The records that follow are to be repeated exactly, in full.

Stored dataset items
━━━━━━━━━━━━━━━━━━━━━━━━━━━━━━
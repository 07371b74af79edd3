//! Row predicates for each rule kind.
//!
//! Every rule is a pure function from a column to the number of rows that
//! violate it. Only [`uniqueness`] needs a full-column pass; the others look at
//! one row at a time.

mod membership;
mod not_null;
mod pattern;
mod range;
mod uniqueness;

pub use range::Bounds;

use crate::core::{EvaluationContext, Expectation, ExpectationKind};
use crate::prelude::*;

/// Counts the rows of the expectation's column that violate it.
pub(crate) fn count_unexpected(
    expectation: &Expectation,
    ctx: &EvaluationContext<'_>,
) -> Result<u64> {
    let column = ctx.column(expectation.column())?;
    let count = match expectation.kind() {
        ExpectationKind::NotNull => not_null::count_unexpected(column),
        ExpectationKind::Unique => uniqueness::count_unexpected(column),
        ExpectationKind::Between {
            min,
            max,
            strict_min,
            strict_max,
        } => {
            let bounds = Bounds {
                min: *min,
                max: *max,
                strict_min: *strict_min,
                strict_max: *strict_max,
            };
            range::count_unexpected(column, &bounds)
        }
        ExpectationKind::InSet { allowed_values } => {
            membership::count_unexpected(column, allowed_values)
        }
        ExpectationKind::MatchesPattern { regex } => {
            pattern::count_unexpected(column, ctx.pattern(regex)?)
        }
    };
    Ok(count)
}
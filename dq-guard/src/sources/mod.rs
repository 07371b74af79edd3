//! Data sources that produce dataset snapshots.
//!
//! Loading is the only asynchronous step in dq-guard. A source reads its
//! input through DataFusion, applies any type coercion and hands back a
//! fully materialized [`Dataset`] that the synchronous engine can evaluate.

use crate::dataset::Dataset;
use crate::prelude::*;
use async_trait::async_trait;
use std::fmt::Debug;

mod csv;

pub use csv::{CsvOptions, CsvSource};

/// A source of dataset snapshots.
///
/// # Examples
///
/// ```rust,no_run
/// use dq_guard::sources::{CsvSource, DataSource};
///
/// # async fn example() -> dq_guard::error::Result<()> {
/// let source = CsvSource::new("data/dirty_cafe_sales.csv")?;
/// let dataset = source.load().await?;
/// println!("{} rows from {}", dataset.row_count(), source.description());
/// # Ok(())
/// # }
/// ```
#[async_trait]
pub trait DataSource: Debug + Send + Sync {
    /// Reads the source into memory.
    async fn load(&self) -> Result<Dataset>;

    /// Returns a human-readable description of this data source.
    fn description(&self) -> String;
}

/// Quotes an identifier for use in a DataFusion SQL statement.
pub(crate) fn quote_identifier(name: &str) -> String {
    format!("\"{}\"", name.replace('"', "\"\""))
}
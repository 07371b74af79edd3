//! # dq-guard - Rule-based data quality validation
//!
//! dq-guard evaluates a tabular dataset against a suite of declarative,
//! column-level expectations and produces per-rule pass/fail outcomes,
//! violation counts, an aggregate summary and a tiered quality badge.
//!
//! Datasets are Arrow record batches. Loading and type coercion run through
//! DataFusion; evaluation itself is a synchronous pass over the Arrow
//! arrays.
//!
//! ## Quick Start
//!
//! ```rust
//! use arrow::array::{ArrayRef, Float64Array, StringArray};
//! use dq_guard::prelude::*;
//! use dq_guard::dataset::Dataset;
//! use std::sync::Arc;
//!
//! # fn main() -> dq_guard::error::Result<()> {
//! let dataset = Dataset::from_columns(vec![
//!     (
//!         "Transaction ID",
//!         Arc::new(StringArray::from(vec![Some("TXN_1"), Some("TXN_2"), Some("TXN_2")])) as ArrayRef,
//!     ),
//!     (
//!         "Total Spent",
//!         Arc::new(Float64Array::from(vec![Some(4.0), None, Some(0.0)])) as ArrayRef,
//!     ),
//! ])?;
//!
//! let suite = ExpectationSuite::builder("transactions")
//!     .expectation(Expectation::not_null("Transaction ID"))
//!     .expectation(Expectation::unique("Transaction ID"))
//!     .expectation(Expectation::greater_than("Total Spent", 0.0)?)
//!     .build();
//!
//! let report = ValidationEngine::new().run(&dataset, &suite)?;
//! let summary = report.summary();
//!
//! assert_eq!(summary.total_checks, 3);
//! assert_eq!(summary.success_count, 1);
//! assert_eq!(summary.total_unexpected, 4);
//! # Ok(())
//! # }
//! ```
//!
//! ## Rule kinds
//!
//! | Kind | A row is unexpected when |
//! |------|--------------------------|
//! | `not_null` | the value is null |
//! | `unique` | its value occurs more than once (nulls excluded) |
//! | `between` | the value is null, not numeric or outside the bounds |
//! | `in_set` | the value is not null and not a member of the set |
//! | `matches_pattern` | the value is null or does not fully match the regex |
//!
//! ## Architecture
//!
//! - **`dataset`**: immutable snapshot and typed column access
//! - **`core`**: expectations, suites, the engine and result aggregation
//! - **`rules`**: one predicate per rule kind
//! - **`scoring`**: success count to badge tiers
//! - **`labels`** / **`interchange`**: display labels and persisted result records
//! - **`profile`**: dataset-level missing value and error figures
//! - **`sources`**: CSV loading with numeric coercion
//! - **`formatters`**: human, JSON and Markdown reports
//! - **`reference`**: the café transactions suite

pub mod core;
pub mod dataset;
pub mod error;
pub mod formatters;
pub mod interchange;
pub mod labels;
pub mod logging;
pub mod prelude;
pub mod profile;
pub mod reference;
pub mod rules;
pub mod scoring;
pub mod sources;

#[cfg(any(test, feature = "test-utils"))]
pub mod test_fixtures;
━━━━━━━━━━━━━━━━━━━━━━━━━━━━━━
§ TASK SOLUTION:
repository 07371b74af79edd3
//! Row predicates for each rule kind.
//!
//! Every rule is a pure function from a column to the number of rows that
//! violate it. Only [`uniqueness`] needs a full-column pass; the others look at
//! one row at a time.

mod membership;
mod not_null;
mod pattern;
mod range;
mod uniqueness;

pub use range::Bounds;

use crate::core::{EvaluationContext, Expectation, ExpectationKind};
use crate::prelude::*;

/// Counts the rows of the expectation's column that violate it.
pub(crate) fn count_unexpected(
    expectation: &Expectation,
    ctx: &EvaluationContext<'_>,
) -> Result<u64> {
    let column = ctx.column(expectation.column())?;
    let count = match expectation.kind() {
        ExpectationKind::NotNull => not_null::count_unexpected(column),
        ExpectationKind::Unique => uniqueness::count_unexpected(column),
        ExpectationKind::Between {
            min,
            max,
            strict_min,
            strict_max,
        } => {
            let bounds = Bounds {
                min: *min,
                max: *max,
                strict_min: *strict_min,
                strict_max: *strict_max,
            };
            range::count_unexpected(column, &bounds)
        }
        ExpectationKind::InSet { allowed_values } => {
            membership::count_unexpected(column, allowed_values)
        }
        ExpectationKind::MatchesPattern { regex } => {
            pattern::count_unexpected(column, ctx.pattern(regex)?)
        }
    };
    Ok(count)
}
filename dq-guard/src/sources/mod.rs
repository 07371b74af79edd3
//! Data sources that produce dataset snapshots.
//!
//! Loading is the only asynchronous step in dq-guard. A source reads its
//! input through DataFusion, applies any type coercion and hands back a
//! fully materialized [`Dataset`] that the synchronous engine can evaluate.

use crate::dataset::Dataset;
use crate::prelude::*;
use async_trait::async_trait;
use std::fmt::Debug;

mod csv;

pub use csv::{CsvOptions, CsvSource};

/// A source of dataset snapshots.
///
/// # Examples
///
/// ```rust,no_run
/// use dq_guard::sources::{CsvSource, DataSource};
///
/// # async fn example() -> dq_guard::error::Result<()> {
/// let source = CsvSource::new("data/dirty_cafe_sales.csv")?;
/// let dataset = source.load().await?;
/// println!("{} rows from {}", dataset.row_count(), source.description());
/// # Ok(())
/// # }
/// ```
#[async_trait]
pub trait DataSource: Debug + Send + Sync {
    /// Reads the source into memory.
    async fn load(&self) -> Result<Dataset>;

    /// Returns a human-readable description of this data source.
    fn description(&self) -> String;
}

/// Quotes an identifier for use in a DataFusion SQL statement.
pub(crate) fn quote_identifier(name: &str) -> String {
    format!("\"{}\"", name.replace('"', "\"\""))
}
repository 07371b74af79edd3
//! # dq-guard - Rule-based data quality validation
//!
//! dq-guard evaluates a tabular dataset against a suite of declarative,
//! column-level expectations and produces per-rule pass/fail outcomes,
//! violation counts, an aggregate summary and a tiered quality badge.
//!
//! Datasets are Arrow record batches. Loading and type coercion run through
//! DataFusion; evaluation itself is a synchronous pass over the Arrow
//! arrays.
//!
//! ## Quick Start
//!
//! ```rust
//! use arrow::array::{ArrayRef, Float64Array, StringArray};
//! use dq_guard::prelude::*;
//! use dq_guard::dataset::Dataset;
//! use std::sync::Arc;
//!
//! # fn main() -> dq_guard::error::Result<()> {
//! let dataset = Dataset::from_columns(vec![
//!     (
//!         "Transaction ID",
//!         Arc::new(StringArray::from(vec![Some("TXN_1"), Some("TXN_2"), Some("TXN_2")])) as ArrayRef,
//!     ),
//!     (
//!         "Total Spent",
//!         Arc::new(Float64Array::from(vec![Some(4.0), None, Some(0.0)])) as ArrayRef,
//!     ),
//! ])?;
//!
//! let suite = ExpectationSuite::builder("transactions")
//!     .expectation(Expectation::not_null("Transaction ID"))
//!     .expectation(Expectation::unique("Transaction ID"))
//!     .expectation(Expectation::greater_than("Total Spent", 0.0)?)
//!     .build();
//!
//! let report = ValidationEngine::new().run(&dataset, &suite)?;
//! let summary = report.summary();
//!
//! assert_eq!(summary.total_checks, 3);
//! assert_eq!(summary.success_count, 1);
//! assert_eq!(summary.total_unexpected, 4);
//! # Ok(())
//! # }
//! ```
//!
//! ## Rule kinds
//!
//! | Kind | A row is unexpected when |
//! |------|--------------------------|
//! | `not_null` | the value is null |
//! | `unique` | its value occurs more than once (nulls excluded) |
//! | `between` | the value is null, not numeric or outside the bounds |
//! | `in_set` | the value is not null and not a member of the set |
//! | `matches_pattern` | the value is null or does not fully match the regex |
//!
//! ## Architecture
//!
//! - **`dataset`**: immutable snapshot and typed column access
//! - **`core`**: expectations, suites, the engine and result aggregation
//! - **`rules`**: one predicate per rule kind
//! - **`scoring`**: success count to badge tiers
//! - **`labels`** / **`interchange`**: display labels and persisted result records
//! - **`profile`**: dataset-level missing value and error figures
//! - **`sources`**: CSV loading with numeric coercion
//! - **`formatters`**: human, JSON and Markdown reports
//! - **`reference`**: the café transactions suite

pub mod core;
pub mod dataset;
pub mod error;
pub mod formatters;
pub mod interchange;
pub mod labels;
pub mod logging;
pub mod prelude;
pub mod profile;
pub mod reference;
pub mod rules;
pub mod scoring;
pub mod sources;

#[cfg(any(test, feature = "test-utils"))]
pub mod test_fixtures;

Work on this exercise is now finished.